Eben, holdselige Freundin, geht die Morgensonne auf und verklärt mein Gärtchen, aber auch, und mehr noch, meinen Sinn, mein Herz und Gemüth. Denn ich habe Muth gefaßt, Ihnen zu schreiben. Emil Krummacher, Prediger in Duisburg, Sohn meiner Schwester in Bremen, Bruder des Fritz Krummacher zu Elberfeld, der im vorigen Jahr Ihnen einen Besuch zu machen so glücklich gewesen, zieht in diesen Tagen nach Berlin, den König einer Kirchensache wegen zu sprechen. Diesem will ich dies Blättchen geben, es Ihnen zu überbringen. – Daß ich so lange habe schweigen können, möchte ich die Götter befragen. Und doch gehören Sie zu einem meiner herrschendsten Gedanken, und wird dies auch nie bei mir aufhören. Sie sind mir auf dem Wege meines Lebens eine so theure, unvergeßliche Erscheinung geworden, daß es keiner Schriftzeichen bedarf; sie reichen nie hin, mein Innerstes auszudrücken; ein holder Genius aus einer schöneren Welt sind und bleiben Sie mir. – O, lassen Sie mir den unentbehrlichen Trost, daß Sie mir zugethan bleiben! Mehr als ich auszudrücken vermag,
Ihr ergebener
Möller.
27.
Münster, den 28. August 1844.
Unmöglich ist es mir, hochgeliebte Freundin, meinen sehr werthen Freund, Consistorialassessor Daub, (Prediger an der hiesigen evangelischen Kirche) nach Berlin zum dortigen Gustav-Adolphverein abreisen zu lassen, ohne ihm ein Wörtchen an Sie mitzugeben, ohne ihn zu bitten, den Muth zu fassen, zu Ihnen zu eilen, daß er meinen Liebes- und Friedensgruß Ihnen bringe, und mir dafür einen Abglanz Ihres holden lieben Wesens zurückgebe. Wie mit erneuerter Liebe werde ich seiner mich freuen, wenn er von Ihnen zu mir gekommen ist. Ich glaube an eine Welt, wo Alles vergolten, an ein Unvergängliches – schon darum, weil meine Liebe, mein Vertrauen, meine Sehnsucht – nach Ihnen, Ihrem Herzen und Wesen schlechthin unveränderlich und unvergänglich ist. Sobald Ihr liebes Bild in mir lebendig wird, ergreift mich ein wundersam schönes Gefühl, dem ich keine Abnahme, kein Ende wünschen möchte. – Sie lächeln wohl eines solchen Bekenntnisses? Wie sollte ich es aber verhehlen! Es ist mir ein gar zu süßes Bedürfniß, es auszusprechen.
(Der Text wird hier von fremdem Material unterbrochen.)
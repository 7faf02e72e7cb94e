use crate::models::TensorLayout;
use image::{imageops::FilterType, DynamicImage, RgbImage};
use ndarray::Array4;

/// 模型输入使用的重采样算法：最近邻，与训练时 Keras `load_img` 的默认行为一致
pub const RESIZE_FILTER: FilterType = FilterType::Nearest;

/// 图像变换工具集
pub struct ImageTransforms;

impl ImageTransforms {
    /// 缩放到固定尺寸（不保持宽高比），并转为 RGB
    pub fn resize_exact(image: &DynamicImage, width: u32, height: u32) -> RgbImage {
        if image.width() == width && image.height() == height {
            return image.to_rgb8();
        }
        image.resize_exact(width, height, RESIZE_FILTER).to_rgb8()
    }

    /// 像素除以 255 归一化到 [0,1]，并加上大小为 1 的 batch 维度
    pub fn to_tensor(image: &RgbImage, layout: TensorLayout) -> Array4<f32> {
        let (width, height) = image.dimensions();
        let (h, w) = (height as usize, width as usize);

        let mut tensor = match layout {
            TensorLayout::Nhwc => Array4::<f32>::zeros((1, h, w, 3)),
            TensorLayout::Nchw => Array4::<f32>::zeros((1, 3, h, w)),
        };

        for (x, y, pixel) in image.enumerate_pixels() {
            let (x, y) = (x as usize, y as usize);
            for c in 0..3 {
                let value = pixel[c] as f32 / 255.0;
                match layout {
                    TensorLayout::Nhwc => tensor[[0, y, x, c]] = value,
                    TensorLayout::Nchw => tensor[[0, c, y, x]] = value,
                }
            }
        }

        tensor
    }
}
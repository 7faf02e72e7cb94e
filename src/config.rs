use crate::models::{ModelDescriptor, SessionOptions};
use crate::Result;
use serde::Deserialize;
use std::path::{Path, PathBuf};

#[derive(Debug, Clone)]
pub struct Config {
    /// 服务器绑定地址
    pub bind_addr: String,

    /// 模型文件目录
    pub models_dir: PathBuf,

    /// 任一模型加载失败即终止启动
    pub strict: bool,

    /// ONNX Runtime配置
    pub onnx_config: OnnxConfig,

    /// 服务器配置
    pub server_config: ServerConfig,

    /// 启动时注册的模型
    pub models: Vec<ModelDescriptor>,
}

#[derive(Debug, Clone, Deserialize)]
#[serde(default)]
pub struct OnnxConfig {
    /// CPU线程数
    pub intra_threads: usize,

    /// 每个模型的会话池大小
    pub sessions_per_model: usize,
}

impl Default for OnnxConfig {
    fn default() -> Self {
        let cpu_cores = num_cpus::get();
        Self {
            intra_threads: (cpu_cores / 2).max(1),
            sessions_per_model: cpu_cores.clamp(1, 4),
        }
    }
}

#[derive(Debug, Clone, Deserialize)]
#[serde(default)]
pub struct ServerConfig {
    /// 请求超时时间（秒）
    pub request_timeout: u64,

    /// 最大请求体大小（字节）
    pub max_request_size: usize,
}

impl Default for ServerConfig {
    fn default() -> Self {
        Self {
            request_timeout: 60,
            max_request_size: 20 * 1024 * 1024, // 20MB
        }
    }
}

/// 未指定时的模型目录
pub const DEFAULT_MODELS_DIR: &str = "models";

/// TOML 配置文件结构
#[derive(Debug, Default, Deserialize)]
struct FileConfig {
    #[serde(default)]
    models_dir: Option<PathBuf>,
    #[serde(default)]
    server: Option<ServerConfig>,
    #[serde(default)]
    onnx: Option<OnnxConfig>,
    #[serde(default)]
    models: Vec<ModelDescriptor>,
}

impl FileConfig {
    fn load(path: &Path) -> Result<Self> {
        let settings = ::config::Config::builder()
            .add_source(::config::File::from(path))
            .build()?;
        Ok(settings.try_deserialize()?)
    }
}

impl Config {
    /// 模型目录优先级：命令行 > 配置文件 > `models`
    pub fn new(
        bind_addr: String,
        models_dir: Option<String>,
        config_file: Option<PathBuf>,
        strict: bool,
    ) -> Result<Self> {
        let file = match &config_file {
            Some(path) => {
                tracing::info!("Loading configuration from {}", path.display());
                FileConfig::load(path)?
            }
            None => FileConfig::default(),
        };

        let models = if file.models.is_empty() {
            Self::default_models()
        } else {
            file.models
        };

        Ok(Self {
            bind_addr,
            models_dir: models_dir
                .map(PathBuf::from)
                .or(file.models_dir)
                .unwrap_or_else(|| PathBuf::from(DEFAULT_MODELS_DIR)),
            strict,
            onnx_config: file.onnx.unwrap_or_default(),
            server_config: file.server.unwrap_or_default(),
            models,
        })
    }

    /// 内置模型：iris 表格分类器和 flowers 图像分类器
    pub fn default_models() -> Vec<ModelDescriptor> {
        vec![ModelDescriptor::iris(), ModelDescriptor::flowers()]
    }

    pub fn session_options(&self) -> SessionOptions {
        SessionOptions {
            intra_threads: self.onnx_config.intra_threads,
            pool_size: self.onnx_config.sessions_per_model.max(1),
        }
    }
}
Eine völlige Unmöglichkeit wäre es jetzt für mich, mit Herrn Daub mich aufzumachen, bei der Eile, womit gereist werden muß – bei hiesiger äußerster Geschäftigkeit, und bei der Sündfluth des Regens, obwohl ich mir es für Augenblicke romantisch denke, Ihnen zur Seite, auch über den Weltocean in einer Noah'schen Arche zu segeln. –
Meine einzige, herzlichtreue Schwester, Eleonore Krummacher zu Bremen habe ich durch den Tod verloren, was eine Wehmuth über mein ganzes noch übriges Leben bringt. Es ist dadurch auch die ohnehin geschwächte Gesundheit meines Schwagers so stark angegriffen, daß er es schwerlich überwinden wird. Mit diesem Schwager, dem Dichter und Schriftsteller, habe ich das Schönste auf Erden genossen – vollkommene Freundschaft! Diesen Engel des Lebens habe ich in allen seinen Seligkeiten kennen gelernt, so daß ich schon deßhalb sagen darf: Ich habe nicht umsonst gelebt!